Personal information
- Full name: Maximiliano Callorda Lafont
- Date of birth: 4 April 1990 (age 36)
- Place of birth: Trinidad, Uruguay
- Position: Forward

Senior career*
- Years: Team / Apps / (Gls)
- 2009-2010: Sud América
- 2010-2011: El Tanque Sisley / 16 / (6)
- 2011-2014: Defensor Sporting / 21 / (6)
- 2014: C.A. Fénix / 12 / (4)
- 2014-2015: C.S.D. Municipal / 46 / (11)
- 2015-2016: El Tanque Sisley / 24 / (6)
- 2016: S.D. Aucas / 17 / (0)
- 2017: Universidad Técnica de Cajamarca / 36 / (3)
- 2018: Boston River / 13 / (2)
- 2018-2019: Real C.D. España / 7 / (2)
- 2019: C.A. Rentistas / 23 / (11)
- 2020: Ayacucho FC / 17 / (2)
- 2021–: Albion Football Club / 53 / (9)

= Maximiliano Callorda =

Uruguayan footballer (born 1990)

Maximiliano Callorda Lafont (born 4 April 1990 in Uruguay) is a Uruguayan footballer.

==Career==

While playing for Defensor Sporting, Callorda broke his cruciate ligaments, which affected his ability.

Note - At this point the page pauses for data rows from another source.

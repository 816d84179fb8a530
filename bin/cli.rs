use crate::{applet::Applet, remote::Remote};
use anyhow::Error as Anyhow;
use clap::Parser;
use std::{cmp::min, io::stderr};
use tokio::runtime;
use tracing::{instrument, Level};
use tracing_subscriber::fmt::{format::FmtSpan, layer};
use tracing_subscriber::{filter::Targets, prelude::*, registry, util::SubscriberInitExt};

/// Command line interface.
#[derive(Parser)]
#[clap(author, version, about)]
pub struct Cli {
    /// Verbosity level.
    #[clap(short, long)]
    #[cfg_attr(not(debug_assertions), clap(default_value_t = Level::WARN))]
    #[cfg_attr(debug_assertions, clap(default_value_t = Level::INFO))]
    verbosity: Level,

    #[clap(flatten)]
    remote: Remote,

    #[clap(subcommand)]
    applet: Option<Applet>,
}

impl Cli {
    #[instrument(level = "trace", skip(self), err)]
    pub fn execute(self) -> Result<(), Anyhow> {
        let filter = Targets::new()
            .with_target("cli", self.verbosity)
            .with_target("lib", self.verbosity)
            .with_default(min(Level::WARN, self.verbosity));

        let writer = layer()
            .pretty()
            .with_thread_names(true)
            .with_span_events(FmtSpan::CLOSE)
            .with_writer(stderr);

        registry().with(filter).with(writer).init();

        let rt = runtime::Builder::new_current_thread().enable_all().build()?;
        let result = rt.block_on(self.applet.unwrap_or_default().execute(self.remote));

        // Reading from stdin blocks a thread that can't be joined.
        rt.shutdown_background();
        result
    }
}
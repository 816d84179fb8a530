use crate::chess::{Position, Square};
use crate::status::Status;
use std::time::Duration;

/// Trait for types that present the game to the player.
#[cfg_attr(test, mockall::automock)]
pub trait View {
    /// Draws every piece in a [`Position`].
    fn redraw(&mut self, pos: &Position);

    /// Marks or unmarks a selected [`Square`].
    fn highlight(&mut self, s: Square, on: bool);

    /// Plays the explosion effect centered at a [`Square`] for a while.
    fn explode(&mut self, s: Square, duration: Duration);

    /// Shows the status of the game.
    fn status(&mut self, status: &Status);
}
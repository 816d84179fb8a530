use super::{Challenge, Event};
use crate::chess::Move;
use crate::session::{GameId, Session, Token};
use async_trait::async_trait;
use derive_more::{Display, Error, From};
use futures_util::stream::BoxStream;

/// The reason why a request to the game server failed.
#[derive(Debug, Display, Error, From)]
pub enum ServiceError {
    #[display(fmt = "{}", _0)]
    Transport(reqwest::Error),

    #[display(fmt = "HTTP error! status: {}, message: {}", _0, _1)]
    #[from(ignore)]
    Status(u16, String),

    #[display(fmt = "failed to decode message: {}", _0)]
    Decode(serde_json::Error),
}

impl ServiceError {
    /// Whether this error affects a single message rather than the connection.
    pub fn is_decode(&self) -> bool {
        matches!(self, ServiceError::Decode(_))
    }
}

/// Trait for remote game servers.
#[cfg_attr(test, mockall::automock)]
#[async_trait]
pub trait Service {
    /// Challenges the computer to a game, returning the new game's identifier.
    async fn challenge(&self, token: &Token, challenge: &Challenge) -> Result<GameId, ServiceError>;

    /// Submits a [`Move`] in coordinate notation.
    async fn submit(&self, session: &Session, m: Move) -> Result<(), ServiceError>;

    /// Streams the game's [`Event`]s.
    fn stream(&self, session: &Session) -> BoxStream<'static, Result<Event, ServiceError>>;

    /// Resigns the game.
    async fn resign(&self, session: &Session) -> Result<(), ServiceError>;

    /// Aborts a game that has barely started.
    async fn abort(&self, session: &Session) -> Result<(), ServiceError>;
}
use derive_more::Display;
use serde::{Deserialize, Serialize};
use shakmaty as sm;
use std::ops::Not;

/// The color of a chess [`Piece`][`crate::chess::Piece`].
#[derive(Debug, Display, Copy, Clone, Eq, PartialEq, Hash, Deserialize, Serialize)]
#[cfg_attr(test, derive(test_strategy::Arbitrary))]
#[serde(rename_all = "lowercase")]
pub enum Color {
    #[display(fmt = "white")]
    White,
    #[display(fmt = "black")]
    Black,
}

impl Color {
    /// This color's name as a capitalized word.
    pub fn name(&self) -> &'static str {
        match self {
            Color::White => "White",
            Color::Black => "Black",
        }
    }
}

impl Default for Color {
    fn default() -> Self {
        Color::White
    }
}

impl Not for Color {
    type Output = Self;

    fn not(self) -> Self {
        match self {
            Color::White => Color::Black,
            Color::Black => Color::White,
        }
    }
}

#[doc(hidden)]
impl From<sm::Color> for Color {
    fn from(c: sm::Color) -> Self {
        match c {
            sm::Color::White => Color::White,
            sm::Color::Black => Color::Black,
        }
    }
}

#[doc(hidden)]
impl From<Color> for sm::Color {
    fn from(c: Color) -> Self {
        match c {
            Color::White => sm::Color::White,
            Color::Black => sm::Color::Black,
        }
    }
}
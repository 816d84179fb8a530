use crate::remote::Remote;
use crate::terminal::Terminal;
use anyhow::Error as Anyhow;
use clap::Parser;
use futures_util::stream;
use lib::{game::Game, session::GameId, session::Session, status::Status};
use std::io::stdout;
use tracing::instrument;

/// Follows a game in progress without playing.
#[derive(Debug, Parser)]
#[clap(disable_help_flag = true, disable_version_flag = true)]
pub struct Watch {
    /// The game identifier.
    id: GameId,
}

impl Watch {
    #[instrument(level = "trace", skip(self, remote), err)]
    pub async fn execute(self, remote: Remote) -> Result<(), Anyhow> {
        let token = remote.token().await?;
        let mut view = Terminal::new(stdout());
        let mut reconciler = remote.reconciler();
        reconciler.set_status(Status::Watching(self.id.clone()), &mut view);

        let session = Session::new(self.id, token);
        let mut game = Game::attach(remote.service(), session, reconciler, None, view);
        game.run(stream::empty()).await;
        Ok(())
    }
}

In 2014, Callorda signed for C.S.D. Municipal in Guatemala, where he claimed that the infrastructure was better than in Uruguay.

In 2018, he signed for Honduran side Real C.D. España. However, Callorda was under immense pressure due to being a foreign player and was criticized despite scoring two goals in his first two games. He was also accused of being overweight.